有了老夫人首肯,谢流光便名正言顺地动用中馈,拨出专款,一方面提高府中忠心老仆的待遇,另一方面,设立抚恤章程,对伤残兵士及阵亡将士家属,按月发放钱粮,若有孤寡,则由将军府出面安置。
此事虽不算大,却在萧长恂麾下引起了不小的震动。
将领兵卒闻之,无不感念将军与夫人仁德,军心凝聚力,无形中又增强了几分。
连萧长恂得知后,都深深看了谢流光一眼,眼中是毫不掩饰的赞赏。
“你做得很好。”他揽着她的肩,看着乳母怀中咿呀学语的儿子,语气带着欣慰,“有你在后方,本将军无后顾之忧。”
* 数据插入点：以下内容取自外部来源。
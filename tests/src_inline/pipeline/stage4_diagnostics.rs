use super::*;

fn rec(period: u32, entity: &str, iou: f64) -> PerformanceRecord {
    PerformanceRecord {
        period,
        entity_id: entity.to_string(),
        throughput: 800.0,
        reworked: 80.0,
        rework_rate: 0.1,
        precision: iou,
        agreement: 0.8,
    }
}

fn counts(hist: &[BucketCount]) -> Vec<usize> {
    hist.iter().map(|b| b.count).collect()
}

#[test]
fn test_histogram_buckets() {
    let records = vec![
        rec(1, "Alex", 0.55),
        rec(2, "Alex", 0.65),
        rec(3, "Alex", 0.72),
        rec(4, "Alex", 0.85),
        rec(5, "Alex", 0.90),
        rec(6, "Alex", 0.97),
        rec(6, "Wang", 0.99),
    ];
    let hist = precision_histogram(&records, "Alex");
    assert_eq!(hist.len(), PRECISION_BUCKETS.len());
    assert_eq!(hist[0].name, "0.6-0.7");
    assert_eq!(counts(&hist), vec![2, 1, 1, 2]);
}

#[test]
fn test_histogram_skips_non_finite() {
    let records = vec![rec(1, "Alex", f64::NAN), rec(2, "Alex", 0.91)];
    assert_eq!(counts(&precision_histogram(&records, "Alex")), vec![0, 0, 0, 1]);
}

#[test]
fn test_lowest_precision_periods_ordered() {
    let records = vec![
        rec(1, "Alex", 0.90),
        rec(2, "Alex", 0.80),
        rec(3, "Alex", 0.95),
        rec(4, "Alex", 0.85),
        rec(1, "Wang", 0.10),
    ];
    let worst = lowest_precision_periods(&records, "Alex", 2);
    let weeks: Vec<u32> = worst.iter().map(|r| r.period).collect();
    assert_eq!(weeks, vec![2, 4]);
    assert_eq!(lowest_precision_periods(&records, "Alex", 10).len(), 4);
}

#[test]
fn test_member_diagnostics_unknown_member() {
    let diag = member_diagnostics(&[rec(1, "Alex", 0.9)], "Nobody", 4);
    assert_eq!(diag.entity_id, "Nobody");
    assert_eq!(counts(&diag.precision_histogram), vec![0, 0, 0, 0]);
    assert!(diag.lowest_precision_weeks.is_empty());
}
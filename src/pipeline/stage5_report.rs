use std::collections::HashSet;
use std::fs;
use std::path::{Path, PathBuf};

use thiserror::Error;
use tracing::{info, warn};

use crate::chart::{member_chart_rows, overview_rows, team_chart_rows};
use crate::model::config::DashboardConfig;
use crate::model::record::PerformanceRecord;
use crate::pipeline::stage1_aggregate::distinct_entities;
use crate::pipeline::stage2_rank::rank;
use crate::pipeline::stage3_cost::{cost_breakdown, estimate_cost};
use crate::pipeline::stage4_diagnostics::member_diagnostics;
use crate::report::json::{render_rows_json, render_summary_json};
use crate::report::text::render_report_text;
use crate::report::{CostSummary, InputSummary, SummaryData, format_currency};

const WORST_EXAMPLES: usize = 4;

#[derive(Debug, Error)]
pub enum ReportError {
    #[error("IO error: {0}")]
    Io(#[from] std::io::Error),
    #[error("CSV error: {0}")]
    Csv(#[from] csv::Error),
    #[error("JSON error: {0}")]
    Json(#[from] serde_json::Error),
}

#[derive(Debug, Clone)]
pub struct ReportInput<'a> {
    pub members: &'a [PerformanceRecord],
    pub team: &'a [PerformanceRecord],
    pub individual_source: Option<String>,
    pub team_source: String,
    pub config: &'a DashboardConfig,
    pub tool_name: String,
    pub tool_version: String,
}

pub fn build_summary(input: &ReportInput<'_>) -> SummaryData {
    let cfg = input.config;
    let rankings = rank(input.members, &cfg.scoring);
    let worst_performer = rankings.first().map(|s| s.entity_id.clone());

    let estimate = estimate_cost(input.team, &cfg.cost);
    let breakdown = cost_breakdown(input.team, &cfg.cost);
    let benchmark_week = input.team.get(cfg.cost.benchmark_index).map(|r| r.period);

    let members = distinct_entities(input.members);
    let diagnostics = members
        .iter()
        .map(|m| member_diagnostics(input.members, m, WORST_EXAMPLES))
        .collect();

    SummaryData {
        tool: input.tool_name.clone(),
        tool_version: input.tool_version.clone(),
        input: InputSummary {
            individual_source: input.individual_source.clone(),
            team_source: input.team_source.clone(),
            n_member_records: input.members.len(),
            n_members: members.len(),
            n_team_periods: input.team.len(),
            horizon: cfg.horizon,
        },
        worst_performer,
        rankings,
        cost: CostSummary {
            estimate,
            benchmark_week,
            rework_cost_display: format_currency(estimate.rework_cost),
            downstream_impact_display: format_currency(estimate.downstream_impact),
            total_display: format_currency(estimate.total),
            breakdown,
        },
        diagnostics,
        config: cfg.clone(),
    }
}

pub fn write_reports(input: &ReportInput<'_>, out_dir: &Path) -> Result<SummaryData, ReportError> {
    fs::create_dir_all(out_dir)?;
    let summary = build_summary(input);

    write_rankings_tsv(&summary, &out_dir.join("rankings.tsv"))?;
    write_text(&out_dir.join("summary.json"), &render_summary_json(&summary)?)?;
    write_text(&out_dir.join("report.txt"), &render_report_text(&summary))?;

    let charts_dir = out_dir.join("charts");
    fs::create_dir_all(&charts_dir)?;
    let horizon = input.config.horizon;
    write_text(
        &charts_dir.join("team.json"),
        &render_rows_json(&team_chart_rows(input.team, horizon))?,
    )?;
    write_text(
        &charts_dir.join("overview.json"),
        &render_rows_json(&overview_rows(input.members, horizon))?,
    )?;
    for (member, path) in member_chart_paths(&charts_dir, &distinct_entities(input.members)) {
        write_text(
            &path,
            &render_rows_json(&member_chart_rows(input.members, &member, horizon))?,
        )?;
    }

    info!(
        "wrote reports for {} members to {}",
        summary.input.n_members,
        out_dir.display()
    );
    Ok(summary)
}

fn write_rankings_tsv(summary: &SummaryData, path: &Path) -> Result<(), ReportError> {
    let mut w = csv::WriterBuilder::new().delimiter(b'\t').from_path(path)?;
    w.write_record([
        "rank",
        "member",
        "score",
        "avg_throughput",
        "avg_rework_rate",
        "avg_iou",
        "avg_alpha",
        "weeks",
    ])?;
    for (i, s) in summary.rankings.iter().enumerate() {
        w.write_record([
            (i + 1).to_string(),
            s.entity_id.clone(),
            format!("{:.6}", s.score),
            format!("{:.6}", s.averages.avg_throughput),
            format!("{:.6}", s.averages.avg_rework_rate),
            format!("{:.6}", s.averages.avg_precision),
            format!("{:.6}", s.averages.avg_agreement),
            s.averages.periods.to_string(),
        ])?;
    }
    w.flush()?;
    Ok(())
}

fn member_slug(member: &str) -> String {
    member
        .chars()
        .map(|c| {
            if c.is_ascii_alphanumeric() {
                c.to_ascii_lowercase()
            } else {
                '_'
            }
        })
        .collect()
}

/// One chart file per member. Names that slug to the same file get `_2`, `_3`, ...
/// in first-appearance order.
pub fn member_chart_paths(charts_dir: &Path, members: &[String]) -> Vec<(String, PathBuf)> {
    let mut used: HashSet<String> = HashSet::new();
    let mut out = Vec::with_capacity(members.len());
    for member in members {
        let base = member_slug(member);
        let mut slug = base.clone();
        let mut n = 2usize;
        while !used.insert(slug.clone()) {
            slug = format!("{base}_{n}");
            n += 1;
        }
        if slug != base {
            warn!("chart name for member {member:?} collides with another member; writing member_{slug}.json");
        }
        out.push((member.clone(), charts_dir.join(format!("member_{slug}.json"))));
    }
    out
}

fn write_text(path: &Path, contents: &str) -> std::io::Result<()> {
    fs::write(path, contents)
}

#[cfg(test)]
#[path = "../../tests/src_inline/pipeline/stage5_report.rs"]
mod tests;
谢流光靠在他怀中,感受着那坚实的臂膀,心中却无多少波澜。她要的,从来不只是他一句夸赞。
她如同一位技艺高超的工匠,一边用江左十三行的钱财夯实权力的地基,一边用仁德抚恤收拢底层的人心。
凤羽渐丰,只待风云际会,便可振翅高飞,直上九天。
而此刻,京城终于传来了那个预料之中、却依旧石破天惊的消息——皇帝,驾崩了。遗诏,立二皇子继位。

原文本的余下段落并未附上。